**What is being asked**
From the material below, list every line containing "remainder".

------------

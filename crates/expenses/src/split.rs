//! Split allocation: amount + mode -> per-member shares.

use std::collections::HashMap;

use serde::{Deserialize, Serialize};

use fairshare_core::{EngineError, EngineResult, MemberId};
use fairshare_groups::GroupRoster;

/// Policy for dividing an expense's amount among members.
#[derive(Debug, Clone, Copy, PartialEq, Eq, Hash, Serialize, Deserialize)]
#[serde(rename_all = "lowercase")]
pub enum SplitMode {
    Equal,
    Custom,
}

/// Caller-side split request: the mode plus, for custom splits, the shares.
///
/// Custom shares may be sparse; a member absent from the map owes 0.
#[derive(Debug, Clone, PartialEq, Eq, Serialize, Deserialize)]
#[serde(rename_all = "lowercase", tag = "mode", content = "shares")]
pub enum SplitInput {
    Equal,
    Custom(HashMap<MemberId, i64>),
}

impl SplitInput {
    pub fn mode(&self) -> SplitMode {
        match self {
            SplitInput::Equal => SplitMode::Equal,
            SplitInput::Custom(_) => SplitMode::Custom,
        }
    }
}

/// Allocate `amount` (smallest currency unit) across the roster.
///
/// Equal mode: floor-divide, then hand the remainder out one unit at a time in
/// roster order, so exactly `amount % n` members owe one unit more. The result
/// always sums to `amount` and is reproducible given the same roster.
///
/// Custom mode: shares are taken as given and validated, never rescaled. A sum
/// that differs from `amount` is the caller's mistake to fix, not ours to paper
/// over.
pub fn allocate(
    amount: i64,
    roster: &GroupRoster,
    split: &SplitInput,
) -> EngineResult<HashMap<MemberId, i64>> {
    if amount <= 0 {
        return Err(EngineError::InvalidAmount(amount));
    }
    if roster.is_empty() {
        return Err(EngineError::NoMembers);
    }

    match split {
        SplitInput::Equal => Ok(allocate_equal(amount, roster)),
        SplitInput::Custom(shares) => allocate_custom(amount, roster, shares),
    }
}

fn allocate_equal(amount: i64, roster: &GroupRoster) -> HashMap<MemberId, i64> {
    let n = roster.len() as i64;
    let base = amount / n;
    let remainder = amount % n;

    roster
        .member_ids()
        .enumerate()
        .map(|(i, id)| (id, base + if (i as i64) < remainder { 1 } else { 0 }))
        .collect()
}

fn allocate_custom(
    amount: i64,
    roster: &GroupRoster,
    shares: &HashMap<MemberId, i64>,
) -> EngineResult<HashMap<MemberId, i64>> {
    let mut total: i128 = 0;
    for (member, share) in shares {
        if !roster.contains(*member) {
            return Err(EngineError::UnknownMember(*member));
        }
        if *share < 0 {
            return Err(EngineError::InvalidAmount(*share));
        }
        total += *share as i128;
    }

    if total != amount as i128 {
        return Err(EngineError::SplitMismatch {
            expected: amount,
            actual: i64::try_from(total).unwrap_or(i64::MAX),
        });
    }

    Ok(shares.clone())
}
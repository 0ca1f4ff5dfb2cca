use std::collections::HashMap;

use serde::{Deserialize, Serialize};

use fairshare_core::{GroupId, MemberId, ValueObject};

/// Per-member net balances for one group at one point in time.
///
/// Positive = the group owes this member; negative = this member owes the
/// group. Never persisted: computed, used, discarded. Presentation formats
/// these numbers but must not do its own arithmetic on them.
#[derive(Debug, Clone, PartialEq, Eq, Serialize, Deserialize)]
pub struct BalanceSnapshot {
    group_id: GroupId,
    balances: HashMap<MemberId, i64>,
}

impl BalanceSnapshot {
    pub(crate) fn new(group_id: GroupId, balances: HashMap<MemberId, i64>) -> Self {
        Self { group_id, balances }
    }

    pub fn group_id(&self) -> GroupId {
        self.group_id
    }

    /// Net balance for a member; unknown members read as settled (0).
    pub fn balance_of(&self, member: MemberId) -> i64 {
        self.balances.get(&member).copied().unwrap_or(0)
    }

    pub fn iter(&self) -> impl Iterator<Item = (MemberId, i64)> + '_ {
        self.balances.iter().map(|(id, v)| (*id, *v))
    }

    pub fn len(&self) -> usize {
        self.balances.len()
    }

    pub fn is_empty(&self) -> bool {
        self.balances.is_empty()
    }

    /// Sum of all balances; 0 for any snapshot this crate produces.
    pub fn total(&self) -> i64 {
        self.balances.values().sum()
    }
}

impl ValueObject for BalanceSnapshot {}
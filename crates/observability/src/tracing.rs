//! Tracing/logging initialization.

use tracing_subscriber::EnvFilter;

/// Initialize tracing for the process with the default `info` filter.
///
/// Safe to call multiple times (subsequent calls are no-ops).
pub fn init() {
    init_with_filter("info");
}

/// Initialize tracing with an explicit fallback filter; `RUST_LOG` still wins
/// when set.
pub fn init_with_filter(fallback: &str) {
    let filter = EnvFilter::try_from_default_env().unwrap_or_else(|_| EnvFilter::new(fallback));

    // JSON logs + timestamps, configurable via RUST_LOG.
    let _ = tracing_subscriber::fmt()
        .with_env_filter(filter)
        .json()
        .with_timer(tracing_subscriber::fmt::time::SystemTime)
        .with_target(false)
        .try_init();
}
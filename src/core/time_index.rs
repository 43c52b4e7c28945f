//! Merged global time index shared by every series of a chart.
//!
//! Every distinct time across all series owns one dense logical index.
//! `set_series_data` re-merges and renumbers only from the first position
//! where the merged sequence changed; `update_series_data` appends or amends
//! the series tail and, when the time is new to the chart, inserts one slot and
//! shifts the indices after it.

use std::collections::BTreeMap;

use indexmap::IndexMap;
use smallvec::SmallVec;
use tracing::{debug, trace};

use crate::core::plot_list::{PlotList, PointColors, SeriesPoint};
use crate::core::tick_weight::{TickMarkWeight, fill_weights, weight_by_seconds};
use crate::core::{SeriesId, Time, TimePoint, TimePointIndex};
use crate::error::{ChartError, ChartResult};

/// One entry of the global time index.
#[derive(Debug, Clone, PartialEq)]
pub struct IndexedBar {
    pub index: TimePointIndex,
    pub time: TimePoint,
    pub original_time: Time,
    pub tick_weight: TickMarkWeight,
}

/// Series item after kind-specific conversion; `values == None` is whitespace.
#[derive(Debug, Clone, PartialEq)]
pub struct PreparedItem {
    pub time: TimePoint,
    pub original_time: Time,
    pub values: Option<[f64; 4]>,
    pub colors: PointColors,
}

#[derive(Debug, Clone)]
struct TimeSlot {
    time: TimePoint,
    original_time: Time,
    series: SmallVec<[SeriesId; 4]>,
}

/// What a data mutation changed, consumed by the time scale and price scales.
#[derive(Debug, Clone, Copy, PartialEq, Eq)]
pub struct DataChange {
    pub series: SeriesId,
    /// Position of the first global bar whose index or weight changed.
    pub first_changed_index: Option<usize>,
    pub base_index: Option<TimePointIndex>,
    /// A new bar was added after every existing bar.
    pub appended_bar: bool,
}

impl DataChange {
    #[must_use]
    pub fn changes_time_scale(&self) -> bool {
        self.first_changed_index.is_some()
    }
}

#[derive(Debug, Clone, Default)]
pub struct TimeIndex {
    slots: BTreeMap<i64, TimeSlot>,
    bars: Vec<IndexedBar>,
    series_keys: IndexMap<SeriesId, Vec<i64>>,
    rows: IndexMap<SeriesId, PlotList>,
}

------------

**Reply**
/// Equal mode: floor-divide, then hand the remainder out one unit at a time in
    let remainder = amount % n;
        .map(|(i, id)| (id, base + if (i as i64) < remainder { 1 } else { 0 }))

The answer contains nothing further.